He even voted for the resolution authorizing George Bush to use force in Iraq in 2002, but he did so in a speech shot through with dark ambivalence. He warned against believing in cakewalks. "Imposing democracy through force," he warned, "is a roll of the dice." Then Hagel voted aye.

"I was watching it," says his brother Tom, a law professor at the University of Dayton who's tied to Chuck by blood in every sense of the word. "And it was an excellent speech on all the reasons not to go to war. I thought, Here's a guy who's thought this through, who's clearly agonized over it, and he's set down on paper all the reasons for his ultimate act, which is to vote against it. But then he couldn't pull the trigger."

"There were two reasons I did it," Chuck Hagel explains. "I believed what the administration said, that war would be a last resort, and the second thing is, at a critical time like this, the president needs a strong hand, and to some extent, you've got to trust him, until he lies or screws up or something. Is there a gamble in that? Sure. But there was a gamble in sending Hagel to the Senate." Tom believes that Chuck "has a history of being too loyal for too long to people who don't deserve it." Chuck disagrees. It is not the first time.

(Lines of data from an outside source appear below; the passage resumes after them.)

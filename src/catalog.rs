//! Schema snapshots: every table in the `public` schema, its columns,
//! and the foreign keys connecting them.

use std::collections::{BTreeMap, BTreeSet};

use async_trait::async_trait;
use tokio_postgres::{NoTls, SimpleQueryMessage};
use tracing::debug;

use crate::graph::RelationshipGraph;

/// One row per column, with foreign key data attached when the column
/// participates in one. Multi-column constraints span several rows that
/// share a constraint name.
const SCHEMA_QUERY: &str = "
select col.table_name as table,
       col.column_name,
       COALESCE(rel.table_name, '') as primary_table,
       COALESCE(rel.column_name, '') as primary_column,
       COALESCE(kcu.constraint_name, '')
from information_schema.columns col
left join (select kcu.constraint_schema,
                  kcu.constraint_name,
                  kcu.table_schema,
                  kcu.table_name,
                  kcu.column_name,
                  kcu.ordinal_position,
                  kcu.position_in_unique_constraint
           from information_schema.key_column_usage kcu
           join information_schema.table_constraints tco
                on kcu.constraint_schema = tco.constraint_schema
                and kcu.constraint_name = tco.constraint_name
                and tco.constraint_type = 'FOREIGN KEY'
          ) as kcu
          on col.table_schema = kcu.table_schema
          and col.table_name = kcu.table_name
          and col.column_name = kcu.column_name
left join information_schema.referential_constraints rco
          on rco.constraint_name = kcu.constraint_name
          and rco.constraint_schema = kcu.table_schema
left join information_schema.key_column_usage rel
          on rco.unique_constraint_name = rel.constraint_name
          and rco.unique_constraint_schema = rel.constraint_schema
          and rel.ordinal_position = kcu.position_in_unique_constraint
where col.table_schema = 'public';
";

#[derive(thiserror::Error, Debug)]
pub enum SchemaError {
    /// The schema query itself failed or the database was unreachable.
    #[error("schema fetch: {0}")]
    Fetch(#[from] tokio_postgres::Error),
}

/// One ingested row of the schema query. `constraint` is empty for
/// columns that are not part of a foreign key.
#[derive(Debug, Clone)]
pub struct SchemaRow {
    pub table: String,
    pub column: String,
    pub ref_table: String,
    pub ref_column: String,
    pub constraint: String,
}

/// A foreign key pointing at `to_table`, one `(from, to)` column pair
/// per constrained column, in declaration order.
#[derive(Debug, Clone, PartialEq, Eq)]
pub struct ForeignKey {
    pub to_table: String,
    pub column_conditions: Vec<(String, String)>,
}

#[derive(Debug, Clone)]
pub struct Table {
    pub name: String,
    pub columns: Vec<String>,
    /// Keyed by constraint name; ordered so traversal is stable.
    pub foreign_keys: BTreeMap<String, ForeignKey>,
}

/// Immutable snapshot of one database's schema.
#[derive(Debug, Default)]
pub struct Catalog {
    pub tables: BTreeMap<String, Table>,
    pub column_to_tables: BTreeMap<String, BTreeSet<String>>,
    pub graph: RelationshipGraph,
}

impl Catalog {
    /// Fold schema rows into tables, the column index and the
    /// relationship graph.
    pub fn from_rows(rows: Vec<SchemaRow>) -> Self {
        let mut tables: BTreeMap<String, Table> = BTreeMap::new();
        for row in rows {
            let table = tables.entry(row.table.clone()).or_insert_with(|| Table {
                name: row.table.clone(),
                columns: Vec::new(),
                foreign_keys: BTreeMap::new(),
            });
            table.columns.push(row.column.clone());
            if !row.constraint.is_empty() {
                let fkey = table
                    .foreign_keys
                    .entry(row.constraint)
                    .or_insert_with(|| ForeignKey {
                        to_table: row.ref_table.clone(),
                        column_conditions: Vec::new(),
                    });
                if !row.column.is_empty() && !row.ref_column.is_empty() {
                    fkey.column_conditions.push((row.column, row.ref_column));
                }
            }
        }

        let mut graph = RelationshipGraph::new();
        for name in tables.keys() {
            graph.add_node(name.clone());
        }
        for (name, table) in &tables {
            for fkey in table.foreign_keys.values() {
                if !tables.contains_key(&fkey.to_table) {
                    debug!(
                        table = %name,
                        references = %fkey.to_table,
                        "foreign key references a table outside the public schema"
                    );
                    continue;
                }
                graph.add_edge(name.clone(), fkey.to_table.clone());
            }
        }

        let mut column_to_tables: BTreeMap<String, BTreeSet<String>> = BTreeMap::new();
        for (name, table) in &tables {
            for column in &table.columns {
                column_to_tables
                    .entry(column.clone())
                    .or_default()
                    .insert(name.clone());
            }
        }

        Catalog {
            tables,
            column_to_tables,
            graph,
        }
    }
}

/// Fetch the schema through an existing connection.
///
/// `simple_query` keeps every cell textual, which is all the catalog
/// needs.
pub async fn fetch_catalog(client: &tokio_postgres::Client) -> Result<Catalog, SchemaError> {
    let mut rows = Vec::new();
    for message in client.simple_query(SCHEMA_QUERY).await? {
        if let SimpleQueryMessage::Row(row) = message {
            rows.push(SchemaRow {
                table: row.get(0).unwrap_or_default().to_string(),
                column: row.get(1).unwrap_or_default().to_string(),
                ref_table: row.get(2).unwrap_or_default().to_string(),
                ref_column: row.get(3).unwrap_or_default().to_string(),
                constraint: row.get(4).unwrap_or_default().to_string(),
            });
        }
    }
    debug!(rows = rows.len(), "fetched schema rows");
    Ok(Catalog::from_rows(rows))
}

/// Open a short-lived connection to `url` and close it once the client
/// is dropped.
pub async fn connect(url: &str) -> Result<tokio_postgres::Client, SchemaError> {
    let (client, connection) = tokio_postgres::connect(url, NoTls).await?;
    tokio::spawn(async move {
        if let Err(err) = connection.await {
            debug!(error = %err, "schema connection closed with error");
        }
    });
    Ok(client)
}

/// Source of catalog snapshots, keyed by database URL.
#[async_trait]
pub trait SchemaLoader: Send + Sync {
    async fn load_schema(&self, url: &str) -> Result<Catalog, SchemaError>;
}

/// Production loader: one outbound connection per load, closed as soon
/// as the rows are in.
pub struct PgSchemaLoader;

#[async_trait]
impl SchemaLoader for PgSchemaLoader {
    async fn load_schema(&self, url: &str) -> Result<Catalog, SchemaError> {
        let client = connect(url).await?;
        fetch_catalog(&client).await
    }
}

However, the way George W. Bush operates always has made Chuck Hagel concerned. He saw close up how the Bush campaign savaged his friend John McCain in the South Carolina primary. In 2000, he said he favored a statewide recount of the disputed presidential ballot in Florida, which was the last thing the Bush people wanted. Then the planes hit the towers and the country got scared and a whole lot of things happened that made Hagel even more concerned. "It was what Churchill called a 'jarring gong,' " Hagel says. "The country got knocked off balance for a long time."

He spoke out against the excesses of the Patriot Act and the cavalier disregard of constitutional guarantees it embodied, becoming one of only four Republican senators to vote against its renewal in 2005. He fumed against what he saw as a country ill served by an indolent press, an impotent Congress, and its own shell-shocked acquiescence.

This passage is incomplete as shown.